她自然听沈意芜的话离开了,可就是感觉奇怪,就好像在害怕一样,一个公主怕一个不受宠的皇子干什么,尽管她听说过两人的关系比较好,但也不至于此吧。
等谢清音的身影消失后,她就见沈恙已经快来到跟前了,她轻快地喊了一声,“哥哥。”
沈恙却感觉有些奇怪,她每次心虚的时候就会这样喊他,掩饰自己的心虚。
“怎么了?”
她发现沈恙的目光好像在找什么,连忙拉着他坐下,“没什么啊。”
“你是有什么事吗?”以前都是她去找沈恙,现在更多的是沈恙来找她,反过来了。
“怎么,没事就不能过来吗?”沈恙直直望着她,好像她必须给一个说法。
“怎么会呢,我就是问问啊。”
“听说谢将军的女儿住在宣和殿,怎么没看见她。”沈恙看着沈意芜吃着糕点,他也顺手拿了一块同样的糕点。

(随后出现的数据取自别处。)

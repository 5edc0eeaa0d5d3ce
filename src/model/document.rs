//! Document-level types.

use super::Block;
use serde::{Deserialize, Serialize};

/// A parsed portfolio document (one project page).
///
/// `title`, `subtitle` and `blocks` are required when deserializing; an
/// empty list is fine, a missing key is not.
#[derive(Debug, Clone, PartialEq, Serialize, Deserialize)]
pub struct Document {
    /// Identifier derived from the source file name, used as the output key
    #[serde(skip)]
    pub id: String,

    /// Title lines, one heading each
    pub title: Vec<TextItem>,

    /// Subtitle lines, one paragraph each
    pub subtitle: Vec<TextItem>,

    /// Content blocks in authoring order
    #[serde(alias = "div")]
    pub blocks: Vec<Block>,
}

impl Document {
    /// Create a new empty document with the given id.
    pub fn new(id: impl Into<String>) -> Self {
        Self {
            id: id.into(),
            title: Vec::new(),
            subtitle: Vec::new(),
            blocks: Vec::new(),
        }
    }

    /// Append a title line.
    pub fn with_title(mut self, value: impl Into<String>) -> Self {
        self.title.push(TextItem::new(value));
        self
    }

    /// Append a subtitle line.
    pub fn with_subtitle(mut self, value: impl Into<String>) -> Self {
        self.subtitle.push(TextItem::new(value));
        self
    }

    /// Append a block.
    pub fn with_block(mut self, block: Block) -> Self {
        self.blocks.push(block);
        self
    }

    /// Add a block to the document.
    pub fn add_block(&mut self, block: Block) {
        self.blocks.push(block);
    }

    /// The text used for the page `<title>`: the first title line, if any.
    pub fn page_title(&self) -> &str {
        self.title.first().map(|t| t.value.as_str()).unwrap_or("")
    }

    /// Check if the document has no renderable fields at all.
    pub fn is_empty(&self) -> bool {
        self.title.is_empty() && self.subtitle.is_empty() && self.blocks.is_empty()
    }

    /// Tags of every block and inline without a rendering rule, in document order.
    pub fn unhandled_kinds(&self) -> Vec<&str> {
        let mut kinds = Vec::new();
        for block in &self.blocks {
            match block {
                Block::Unhandled { kind } => kinds.push(kind.as_str()),
                Block::Content { content, .. } => {
                    kinds.extend(content.iter().filter_map(|inline| inline.unhandled_kind()));
                }
                Block::Video { .. } | Block::Image { .. } => {}
            }
        }
        kinds
    }
}

/// A single line of free text (`{ "value": "..." }`).
#[derive(Debug, Clone, PartialEq, Eq, Serialize, Deserialize)]
pub struct TextItem {
    /// The text itself
    pub value: String,
}

impl TextItem {
    /// Create a new text item.
    pub fn new(value: impl Into<String>) -> Self {
        Self {
            value: value.into(),
        }
    }
}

沈意芜刚入口软糯可口的糕点瞬间就不香了,看来他不是来找她的,而是来找谢清音的。
“她身体不适在房间休息呢,她父兄都没了,人天天都闷在房间里。”
话落,一旁的阿醉就用奇怪的眼神看着沈意芜,刚才明明是她让谢清音离开的。
沈恙凝视着沈意芜,发觉她眼神不躲不闪,可那嘴角扯出的笑却是那么的不自然,恐怕连她自己都没发觉。
那天听到和亲时,沈意芜前一秒还是脸色惨白,很明显她不想和亲,可下一秒她的脸色就变了,听到周宴行的名字时她眼里不知道在思索着什么,好像这个人对她来说有些与众不同。
看来沈意芜的出现和这两个所谓的男女主有着关系。